Dipole Antenna Defined: A dipole antenna is a type of RF antenna consisting of two identical conductive elements, operating effectively at half the wavelength of its frequency.
Basic Design: The antenna’s simple structure—two rods connected in the middle—makes it a fundamental model for many other types of antennas.
Radiation Patter: Dipole antennas typically emit signals in a pattern that is strongest perpendicular to the antenna, ideal for broad area coverage.
Variations: Different types of dipole antennas, such as the folded dipole and the fan dipole, are designed for specific uses, enhancing signal strength and impedance.
Applications: Widely used in telecommunications, dipole antennas serve crucial roles in transmitting and receiving radio frequencies in numerous devices.

What is a Dipole Antenna?

A dipole antenna, also called a doublet or dipole aerial, consists of two conductive elements like rods or wires.

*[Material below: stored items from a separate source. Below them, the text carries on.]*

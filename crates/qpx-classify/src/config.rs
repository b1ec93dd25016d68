//! Classifier configuration.
//!
//! [`ClassifierConfig`] holds every tunable of a classification run: the
//! neighbourhood size, the cluster count, the optional Gaussian bandwidth,
//! the random seed and the settings of the eigensolver and of k-means. It is
//! serializable via [`serde`] so a run can be reproduced from a JSON file.
//!
//! # Example
//!
//! ```rust
//! use qpx_classify::config::ClassifierConfig;
//!
//! let cfg = ClassifierConfig::default();
//! cfg.validate().expect("default config is valid");
//!
//! assert_eq!(cfg.k, 10);
//! assert_eq!(cfg.nclusters, 3);
//! ```

use qpx_core::error::{read_json, write_json, ConfigError};
use serde::{Deserialize, Serialize};
use std::path::Path;

// ---------------------------------------------------------------------------
// ClassifierConfig
// ---------------------------------------------------------------------------

/// Complete configuration of a classification run.
#[derive(Debug, Clone, PartialEq, Serialize, Deserialize)]
#[serde(default)]
pub struct ClassifierConfig {
    /// Neighbours per sample in the affinity graph and in the entropy
    /// estimate. Must satisfy `1 <= k <= N - 2` for the batch. Default: **10**.
    pub k: usize,

    /// Number of clusters. Default: **3**.
    pub nclusters: usize,

    /// Gaussian kernel bandwidth. `None` gives binary edge weights.
    /// Default: **None**.
    pub sigma: Option<f64>,

    /// Seed for eigensolver start vectors and k-means initialisation.
    /// `None` draws from OS entropy. Default: **Some(42)**.
    pub seed: Option<u64>,

    /// Added to node degrees before `d^{-1/2}`. Default: **1e-12**.
    pub degree_epsilon: f64,

    /// Added to row norms before embedding row-normalisation. Default: **1e-12**.
    pub embedding_epsilon: f64,

    /// Sparse eigensolver settings.
    pub eigen: EigenSolverConfig,

    /// k-means settings.
    pub kmeans: KMeansConfig,
}

impl Default for ClassifierConfig {
    fn default() -> Self {
        Self {
            k: 10,
            nclusters: 3,
            sigma: None,
            seed: Some(42),
            degree_epsilon: 1e-12,
            embedding_epsilon: 1e-12,
            eigen: EigenSolverConfig::default(),
            kmeans: KMeansConfig::default(),
        }
    }
}

impl ClassifierConfig {
    /// Default configuration with the given neighbour and cluster counts.
    #[must_use]
    pub fn with_counts(k: usize, nclusters: usize) -> Self {
        Self { k, nclusters, ..Self::default() }
    }

    /// Load a [`ClassifierConfig`] from a JSON file and validate it.
    ///
    /// Missing fields take their default value.
    ///
    /// # Errors
    ///
    /// Returns [`ConfigError::FileRead`] / [`ConfigError::Parse`] for I/O and
    /// JSON problems and [`ConfigError::InvalidValue`] when validation fails.
    pub fn from_json(path: &Path) -> Result<Self, ConfigError> {
        let cfg: ClassifierConfig = read_json(path)?;
        cfg.validate()?;
        Ok(cfg)
    }

    /// Write this configuration as pretty-printed JSON.
    ///
    /// # Errors
    ///
    /// Returns [`ConfigError::FileRead`] if the file cannot be written.
    pub fn to_json(&self, path: &Path) -> Result<(), ConfigError> {
        write_json(self, path)
    }

    /// Validate all fields and return the first problem found.
    ///
    /// The relation between `k`, `nclusters` and the batch size is checked
    /// per call, since the batch is not known here.
    pub fn validate(&self) -> Result<(), ConfigError> {
        if self.k == 0 {
            return Err(ConfigError::invalid_value("k", "must be > 0"));
        }
        if self.nclusters == 0 {
            return Err(ConfigError::invalid_value("nclusters", "must be > 0"));
        }
        if let Some(sigma) = self.sigma {
            if !sigma.is_finite() || sigma <= 0.0 {
                return Err(ConfigError::invalid_value("sigma", "must be finite and > 0.0"));
            }
        }
        if !self.degree_epsilon.is_finite() || self.degree_epsilon < 0.0 {
            return Err(ConfigError::invalid_value("degree_epsilon", "must be finite and >= 0.0"));
        }
        if !self.embedding_epsilon.is_finite() || self.embedding_epsilon < 0.0 {
            return Err(ConfigError::invalid_value("embedding_epsilon", "must be finite and >= 0.0"));
        }
        self.eigen.validate()?;
        self.kmeans.validate()?;
        Ok(())
    }
}

// ---------------------------------------------------------------------------
// EigenSolverConfig
// ---------------------------------------------------------------------------

/// Settings of the block subspace-iteration eigensolver.
#[derive(Debug, Clone, PartialEq, Serialize, Deserialize)]
#[serde(default)]
pub struct EigenSolverConfig {
    /// Maximum block iterations. Default: **1000**.
    pub max_iter: usize,

    /// Residual tolerance `‖Bx − θx‖` for every wanted Ritz pair. Default: **1e-8**.
    pub tol: f64,

    /// Extra block columns beyond the wanted eigenpairs. Default: **10**.
    pub oversample: usize,

    /// Rayleigh–Ritz extraction every this many iterations. Default: **5**.
    pub check_interval: usize,
}

impl Default for EigenSolverConfig {
    fn default() -> Self {
        Self { max_iter: 1000, tol: 1e-8, oversample: 10, check_interval: 5 }
    }
}

impl EigenSolverConfig {
    /// Validate the solver settings.
    pub fn validate(&self) -> Result<(), ConfigError> {
        if self.max_iter == 0 {
            return Err(ConfigError::invalid_value("eigen.max_iter", "must be > 0"));
        }
        if !self.tol.is_finite() || self.tol <= 0.0 {
            return Err(ConfigError::invalid_value("eigen.tol", "must be finite and > 0.0"));
        }
        if self.check_interval == 0 {
            return Err(ConfigError::invalid_value("eigen.check_interval", "must be > 0"));
        }
        Ok(())
    }
}

// ---------------------------------------------------------------------------
// KMeansConfig
// ---------------------------------------------------------------------------

/// How k-means picks its starting centres.
#[derive(Debug, Clone, Copy, PartialEq, Eq, Default, Serialize, Deserialize)]
pub enum KMeansInit {
    /// Distinct rows sampled uniformly.
    #[default]
    #[serde(rename = "random")]
    Random,
    /// k-means++: each further row drawn with probability proportional to
    /// its squared distance from the nearest centre chosen so far.
    #[serde(rename = "k-means++")]
    PlusPlus,
}

/// Settings of Lloyd's k-means on the spectral embedding.
#[derive(Debug, Clone, PartialEq, Serialize, Deserialize)]
#[serde(default)]
pub struct KMeansConfig {
    /// Lloyd iterations per run. Default: **300**.
    pub max_iter: usize,

    /// Independent initialisations; the lowest-inertia run wins.
    /// Default: **32**.
    pub n_init: usize,

    /// Starting-centre strategy. Default: **random**.
    pub init: KMeansInit,
}

impl Default for KMeansConfig {
    fn default() -> Self {
        Self { max_iter: 300, n_init: 32, init: KMeansInit::Random }
    }
}

impl KMeansConfig {
    /// Validate the k-means settings.
    pub fn validate(&self) -> Result<(), ConfigError> {
        if self.max_iter == 0 {
            return Err(ConfigError::invalid_value("kmeans.max_iter", "must be > 0"));
        }
        if self.n_init == 0 {
            return Err(ConfigError::invalid_value("kmeans.n_init", "must be > 0"));
        }
        Ok(())
    }
}
//! k-nearest-neighbour affinity graph.
//!
//! Row `i` of the graph lists the `k` samples closest to `i` (never `i`
//! itself). Neighbour relations are one-directional: `j` may appear in row
//! `i` without `i` appearing in row `j`, and the builder keeps it that way.
//! [`AffinityGraph::symmetrized`] exists for comparison only.
//!
//! Neighbours are ordered by `(distance, index)`, so equal distances always
//! resolve to the lowest sample index.

use ndarray::ArrayView1;
use qpx_core::{ConfigError, QpxError, QpxResult};
use rayon::prelude::*;
use sprs::{CsMat, TriMat};
use std::collections::BTreeMap;
use tracing::{debug, instrument};

use crate::matrix::DistanceMatrix;
use crate::validation::MIN_SAMPLES;

// ---------------------------------------------------------------------------
// Neighbour selection
// ---------------------------------------------------------------------------

/// Indices of the `k` smallest entries of `row`, nearest first, skipping
/// `exclude`. Ties resolve to the lowest index.
///
/// ```rust
/// use ndarray::array;
/// use qpx_classify::graph::k_nearest;
///
/// let row = array![0.0, 2.0, 1.0, 1.0, 5.0];
/// assert_eq!(k_nearest(row.view(), Some(0), 3), vec![2, 3, 1]);
/// assert_eq!(k_nearest(row.view(), None, 2), vec![0, 2]);
/// ```
#[must_use]
pub fn k_nearest(row: ArrayView1<'_, f64>, exclude: Option<usize>, k: usize) -> Vec<usize> {
    let mut candidates: Vec<usize> = (0..row.len()).filter(|&j| Some(j) != exclude).collect();
    let k = k.min(candidates.len());
    if k == 0 {
        return Vec::new();
    }
    let cmp = |a: &usize, b: &usize| row[*a].total_cmp(&row[*b]).then(a.cmp(b));
    if k < candidates.len() {
        candidates.select_nth_unstable_by(k - 1, &cmp);
        candidates.truncate(k);
    }
    candidates.sort_unstable_by(&cmp);
    candidates
}

// ---------------------------------------------------------------------------
// KnnGraphBuilder
// ---------------------------------------------------------------------------

/// Builds an [`AffinityGraph`] from a [`DistanceMatrix`].
#[derive(Debug, Clone, Copy, PartialEq)]
pub struct KnnGraphBuilder {
    k: usize,
    sigma: Option<f64>,
}

impl KnnGraphBuilder {
    /// Builder for `k` neighbours per row and binary weights.
    #[must_use]
    pub fn new(k: usize) -> Self {
        Self { k, sigma: None }
    }

    /// Use Gaussian weights `exp(−d² / 2σ²)` when `sigma` is set.
    #[must_use]
    pub fn with_sigma(mut self, sigma: Option<f64>) -> Self {
        self.sigma = sigma;
        self
    }

    /// Edge weight for a neighbour at distance `d`. Gaussian weights are
    /// clamped to the smallest positive normal so they never underflow to 0.
    #[must_use]
    pub fn weight(&self, d: f64) -> f64 {
        match self.sigma {
            None => 1.0,
            Some(sigma) => (-(d * d) / (2.0 * sigma * sigma)).exp().max(f64::MIN_POSITIVE),
        }
    }

    /// Build the graph. Rows are computed in parallel.
    ///
    /// # Errors
    ///
    /// [`DimensionError::OutOfRange`](qpx_core::DimensionError::OutOfRange)
    /// when `N < 3` or `k ∉ [1, N−2]`, [`QpxError::Config`] for a
    /// non-positive `sigma`.
    #[instrument(skip_all, fields(k = self.k, sigma = ?self.sigma))]
    pub fn build(&self, distances: &DistanceMatrix) -> QpxResult<AffinityGraph> {
        let n = distances.len();
        if n < MIN_SAMPLES {
            return Err(QpxError::out_of_range("samples", n, MIN_SAMPLES, usize::MAX));
        }
        if self.k < 1 || self.k > n - 2 {
            return Err(QpxError::out_of_range("k", self.k, 1, n - 2));
        }
        if let Some(sigma) = self.sigma {
            if !sigma.is_finite() || sigma <= 0.0 {
                return Err(ConfigError::invalid_value("sigma", "must be finite and > 0.0").into());
            }
        }

        let rows: Vec<Vec<(usize, f64)>> = (0..n)
            .into_par_iter()
            .map(|i| {
                let row = distances.row(i);
                k_nearest(row, Some(i), self.k)
                    .into_iter()
                    .map(|j| (j, self.weight(row[j])))
                    .collect()
            })
            .collect();

        let mut tri = TriMat::with_capacity((n, n), n * self.k);
        for (i, row) in rows.iter().enumerate() {
            for &(j, w) in row {
                tri.add_triplet(i, j, w);
            }
        }
        let graph = AffinityGraph { adjacency: tri.to_csr(), k: self.k, sigma: self.sigma };
        debug!(nodes = n, edges = graph.nnz(), "affinity graph built");
        Ok(graph)
    }
}

// ---------------------------------------------------------------------------
// AffinityGraph
// ---------------------------------------------------------------------------

/// Sparse, directed, non-negative kNN adjacency in CSR form.
#[derive(Debug, Clone, PartialEq)]
pub struct AffinityGraph {
    adjacency: CsMat<f64>,
    k: usize,
    sigma: Option<f64>,
}

impl AffinityGraph {
    /// Number of nodes.
    #[must_use]
    pub fn len(&self) -> usize {
        self.adjacency.rows()
    }

    /// Returns `true` for a graph without nodes.
    #[must_use]
    pub fn is_empty(&self) -> bool {
        self.len() == 0
    }

    /// Neighbours per row the graph was built with.
    #[must_use]
    pub fn k(&self) -> usize {
        self.k
    }

    /// Gaussian bandwidth, if any.
    #[must_use]
    pub fn sigma(&self) -> Option<f64> {
        self.sigma
    }

    /// CSR adjacency matrix `W`.
    #[must_use]
    pub fn adjacency(&self) -> &CsMat<f64> {
        &self.adjacency
    }

    /// Stored edges.
    #[must_use]
    pub fn nnz(&self) -> usize {
        self.adjacency.nnz()
    }

    /// Stored edges in row `i`.
    #[must_use]
    pub fn row_nnz(&self, i: usize) -> usize {
        self.adjacency.outer_view(i).map_or(0, |row| row.nnz())
    }

    /// `(column, weight)` pairs of row `i` in column order.
    #[must_use]
    pub fn neighbors(&self, i: usize) -> Vec<(usize, f64)> {
        self.adjacency
            .outer_view(i)
            .map(|row| row.iter().map(|(j, &w)| (j, w)).collect())
            .unwrap_or_default()
    }

    /// Weight of edge `i → j`, 0 when absent.
    #[must_use]
    pub fn weight(&self, i: usize, j: usize) -> f64 {
        self.adjacency.get(i, j).copied().unwrap_or(0.0)
    }

    /// Row sums `d_i = Σ_j W_ij`.
    #[must_use]
    pub fn degrees(&self) -> Vec<f64> {
        self.adjacency.outer_iterator().map(|row| row.data().iter().sum::<f64>()).collect()
    }

    /// Returns `true` when `W_ij == W_ji` for every stored edge.
    #[must_use]
    pub fn is_symmetric(&self) -> bool {
        self.adjacency.outer_iterator().enumerate().all(|(i, row)| {
            row.iter().all(|(j, &w)| self.adjacency.get(j, i).is_some_and(|&back| back == w))
        })
    }

    /// Undirected variant: an edge exists when either direction was
    /// selected, weighted by the larger of the two weights.
    #[must_use]
    pub fn symmetrized(&self) -> AffinityGraph {
        let n = self.len();
        let mut edges: BTreeMap<(usize, usize), f64> = BTreeMap::new();
        for (i, row) in self.adjacency.outer_iterator().enumerate() {
            for (j, &w) in row.iter() {
                for key in [(i, j), (j, i)] {
                    let slot = edges.entry(key).or_insert(w);
                    *slot = slot.max(w);
                }
            }
        }
        let mut tri = TriMat::with_capacity((n, n), edges.len());
        for ((i, j), w) in edges {
            tri.add_triplet(i, j, w);
        }
        AffinityGraph { adjacency: tri.to_csr(), k: self.k, sigma: self.sigma }
    }

    /// Number of weakly connected components.
    #[must_use]
    pub fn connected_components(&self) -> usize {
        let n = self.len();
        let mut parent: Vec<usize> = (0..n).collect();

        fn find(parent: &mut [usize], mut x: usize) -> usize {
            while parent[x] != x {
                parent[x] = parent[parent[x]];
                x = parent[x];
            }
            x
        }

        let mut components = n;
        for (i, row) in self.adjacency.outer_iterator().enumerate() {
            for (j, _) in row.iter() {
                let (ri, rj) = (find(&mut parent, i), find(&mut parent, j));
                if ri != rj {
                    parent[ri.max(rj)] = ri.min(rj);
                    components -= 1;
                }
            }
        }
        components
    }
}

#[cfg(test)]
mod tests {
    use super::*;
    use approx::assert_relative_eq;
    use ndarray::Array2;

    fn line(n: usize) -> DistanceMatrix {
        DistanceMatrix::from_array(Array2::from_shape_fn((n, n), |(i, j)| (i as f64 - j as f64).abs())).unwrap()
    }

    #[test]
    fn rows_have_exactly_k_neighbours_without_self() {
        let graph = KnnGraphBuilder::new(3).build(&line(8)).unwrap();
        for i in 0..8 {
            assert_eq!(graph.row_nnz(i), 3);
            assert_eq!(graph.weight(i, i), 0.0);
        }
        assert_eq!(graph.nnz(), 24);
    }

    #[test]
    fn binary_weights_are_exactly_one() {
        let graph = KnnGraphBuilder::new(2).build(&line(6)).unwrap();
        assert!(graph.adjacency().data().iter().all(|&w| w == 1.0));
    }

    #[test]
    fn gaussian_weights_in_unit_interval() {
        let graph = KnnGraphBuilder::new(2).with_sigma(Some(0.5)).build(&line(6)).unwrap();
        for &w in graph.adjacency().data() {
            assert!(w > 0.0 && w <= 1.0);
        }
        assert_relative_eq!(graph.weight(0, 1), (-1.0f64 / 0.5).exp());
    }

    #[test]
    fn far_gaussian_weights_do_not_underflow() {
        let builder = KnnGraphBuilder::new(1).with_sigma(Some(1e-3));
        assert_eq!(builder.weight(1e3), f64::MIN_POSITIVE);
    }

    #[test]
    fn ties_resolve_to_lowest_index() {
        // 0 is equidistant from 1 and 2 and from 3 and 4.
        let d = ndarray::array![
            [0.0, 1.0, 1.0, 2.0, 2.0],
            [1.0, 0.0, 1.0, 1.0, 3.0],
            [1.0, 1.0, 0.0, 3.0, 1.0],
            [2.0, 1.0, 3.0, 0.0, 4.0],
            [2.0, 3.0, 1.0, 4.0, 0.0],
        ];
        let graph = KnnGraphBuilder::new(3).build(&DistanceMatrix::from_array(d).unwrap()).unwrap();
        let cols: Vec<usize> = graph.neighbors(0).into_iter().map(|(j, _)| j).collect();
        assert_eq!(cols, vec![1, 2, 3]);
    }

    #[test]
    fn one_directional_edges_are_kept() {
        // 3 is far from everyone; it picks 2, but nobody picks 3.
        let d = ndarray::array![
            [0.0, 1.0, 1.0, 9.0],
            [1.0, 0.0, 1.0, 9.0],
            [1.0, 1.0, 0.0, 8.0],
            [9.0, 9.0, 8.0, 0.0],
        ];
        let graph = KnnGraphBuilder::new(1).build(&DistanceMatrix::from_array(d).unwrap()).unwrap();
        assert_eq!(graph.weight(3, 2), 1.0);
        assert_eq!(graph.weight(2, 3), 0.0);
        assert!(!graph.is_symmetric());

        let sym = graph.symmetrized();
        assert!(sym.is_symmetric());
        assert_eq!(sym.weight(2, 3), 1.0);
    }

    #[test]
    fn k_out_of_range_is_rejected() {
        let d = line(5);
        assert!(KnnGraphBuilder::new(0).build(&d).is_err());
        assert!(KnnGraphBuilder::new(4).build(&d).is_err());
        assert!(KnnGraphBuilder::new(3).build(&d).is_ok());
        assert!(KnnGraphBuilder::new(1).with_sigma(Some(-1.0)).build(&d).is_err());
    }

    #[test]
    fn degrees_and_components() {
        let d = ndarray::array![
            [0.0, 1.0, 9.0, 9.0],
            [1.0, 0.0, 9.0, 9.0],
            [9.0, 9.0, 0.0, 1.0],
            [9.0, 9.0, 1.0, 0.0],
        ];
        let graph = KnnGraphBuilder::new(1).build(&DistanceMatrix::from_array(d).unwrap()).unwrap();
        assert_eq!(graph.degrees(), vec![1.0; 4]);
        assert_eq!(graph.connected_components(), 2);
        assert_eq!(KnnGraphBuilder::new(2).build(&line(6)).unwrap().connected_components(), 1);
    }
}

This antenna type emits a radiation pattern similar to an elementary electric dipole, making it both simple and widely used.

The metal wires of a dipole antenna are each half the maximum wavelength (i.e., $= \frac{\lambda}{2}$ ) in free space at the operating frequency.

This wire or rod is split at the center, and the two sections are separated by an insulator, these sections are known as an antenna section.

These two sections of the antenna connect to a feeder, like a coaxial cable, at the center. The wavelength, defining the distance between consecutive peaks or troughs, influences where the feed point is placed.

Basic Dipole Antenna With Center Feed Point — Basic Dipole Antenna With Centre Feed Point

The radio-frequency (RF) voltage source is applied to the center between the two sections of the dipole antenna. This voltage and a current flowing through the two conductive elements produce a radio signal or an electromagnetic wave to be radiated outwards from the antenna.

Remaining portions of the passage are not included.